Thursday, October 27, 2011: 6:35 PM
Room B3/B4 (San Jose Convention Center)
Heparin is an anticoagulant comprised of long, unbranched, anionic polysaccharide chains. Its basic structure consists of repeating disaccharides of uronic acid and glucosamine residues. Microheterogeneity is introduced by various patterns of sulfonation and the presence of uronic acid epimers. Iduronic acid (IdoA) and glucuronic acid (GlcA), required for antithrombin III binding, differ only by C5 epimerization. In order to characterize heparin, it must first be depolymerized, producing oligosaccharides of various chain lengths. Differences in the chemical properties of nearly identical tetrasaccharides, differing only by their uronic acid residue, were investigated by measuring the carboxylic acid pKa values with 1H NMR pH titrations. We first determined the pKa values of the IdoA and GlcA individually, as free monosaccharides.

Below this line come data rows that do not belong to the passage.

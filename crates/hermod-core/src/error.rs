//! Error taxonomy shared across Hermod components (spec.md §7).
//!
//! This is a taxonomy, not a type hierarchy of product-specific error
//! structs: every source/sink maps its driver errors onto one of these
//! variants so the engine can apply a uniform propagation policy without
//! knowing about `sqlx`, `rdkafka`, or `tokio_postgres` directly.

use thiserror::Error;

#[derive(Debug, Error)]
pub enum HermodError {
    /// Fatal, surfaced by `IsReady`: missing privilege, `wal_level` not
    /// logical, invalid identifier, missing credential.
    #[error("configuration error: {0}")]
    Configuration(String),

    /// Retried locally up to 3x then surfaced for engine-level backoff:
    /// connection reset, timeout, driver-reported disconnect, keepalive
    /// send failure.
    #[error("transient io error: {0}")]
    TransientIo(#[source] anyhow::Error),

    /// Per-message: isolates the offending message. Unmarshal failure,
    /// missing required mapping field.
    #[error("data error on message {id}: {source}")]
    Data {
        id: String,
        #[source]
        source: anyhow::Error,
    },

    /// Reported via `LastWriteIdempotent`, not surfaced as an error to the
    /// engine; kept here so sinks can still return it through `Result` when
    /// convenient (e.g. from a helper function) before translating it.
    #[error("delivery conflict: dedup={dedup} conflict={conflict}")]
    DeliveryConflict { dedup: bool, conflict: bool },

    /// Propagates upward unchanged.
    #[error("cancelled")]
    Cancelled,

    #[error(transparent)]
    Other(#[from] anyhow::Error),
}

impl HermodError {
    pub fn is_transient(&self) -> bool {
        matches!(self, HermodError::TransientIo(_))
    }

    pub fn is_configuration(&self) -> bool {
        matches!(self, HermodError::Configuration(_))
    }

    pub fn data(id: impl Into<String>, source: impl Into<anyhow::Error>) -> Self {
        HermodError::Data {
            id: id.into(),
            source: source.into(),
        }
    }
}

pub type Result<T> = std::result::Result<T, HermodError>;
//! Sink-side schema translation descriptors (spec.md §3).

use serde::{Deserialize, Serialize};

/// Describes how one field of `Message::data`/`Message::after` maps onto a
/// column of the sink's target schema. A list of these per sink defines the
/// whole translation.
#[derive(Debug, Clone, PartialEq, Serialize, Deserialize)]
pub struct ColumnMapping {
    pub source_field: String,
    pub target_column: String,
    pub data_type: String,
    #[serde(default)]
    pub is_primary_key: bool,
    #[serde(default = "default_nullable")]
    pub is_nullable: bool,
    #[serde(default)]
    pub is_identity: bool,
}

fn default_nullable() -> bool {
    true
}

impl ColumnMapping {
    pub fn primary_keys(mappings: &[ColumnMapping]) -> Vec<&ColumnMapping> {
        mappings.iter().filter(|m| m.is_primary_key).collect()
    }
}

/// The shape of a column as discovered on the sink's existing target schema,
/// used by auto-sync to diff against configured [`ColumnMapping`]s.
#[derive(Debug, Clone, PartialEq, Serialize, Deserialize)]
pub struct ColumnInfo {
    pub name: String,
    #[serde(rename = "type")]
    pub data_type: String,
    pub is_nullable: bool,
    pub is_pk: bool,
    pub is_identity: bool,
    pub default: Option<String>,
}

#[cfg(test)]
mod tests {
    use super::*;

    #[test]
    fn primary_keys_filters() {
        let mappings = vec![
            ColumnMapping {
                source_field: "id".into(),
                target_column: "id".into(),
                data_type: "text".into(),
                is_primary_key: true,
                is_nullable: false,
                is_identity: false,
            },
            ColumnMapping {
                source_field: "v".into(),
                target_column: "v".into(),
                data_type: "int".into(),
                is_primary_key: false,
                is_nullable: true,
                is_identity: false,
            },
        ];
        let pks = ColumnMapping::primary_keys(&mappings);
        assert_eq!(pks.len(), 1);
        assert_eq!(pks[0].target_column, "id");
    }
}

The pKa of α-IdoA was found to be 3.309 ± 0.023, and that of β-IdoA was 3.069 ± 0.010. For glucuronic acid, the pKa of α-GlcA was 3.116 ± 0.002, and that of β-GlcA was 3.019 ± 0.007. Because the tetrasaccharides under investigation are isolated in small quantities, their titrations are performed directly in NMR tubes. The solution pH is determined indirectly through the chemical shifts of the NMR indicators: formate, acetate, and chloroacetic acid. To further analyze small quantities of heparin, capillary isotachophoresis coupled with NMR microcoil detection will also be used. This method couples the low limits of detection of the microcoil NMR with the sensitivity that comes from concentrating the sample by isotachophoresis, making it more feasible to characterize these oligosaccharides by 2D NMR.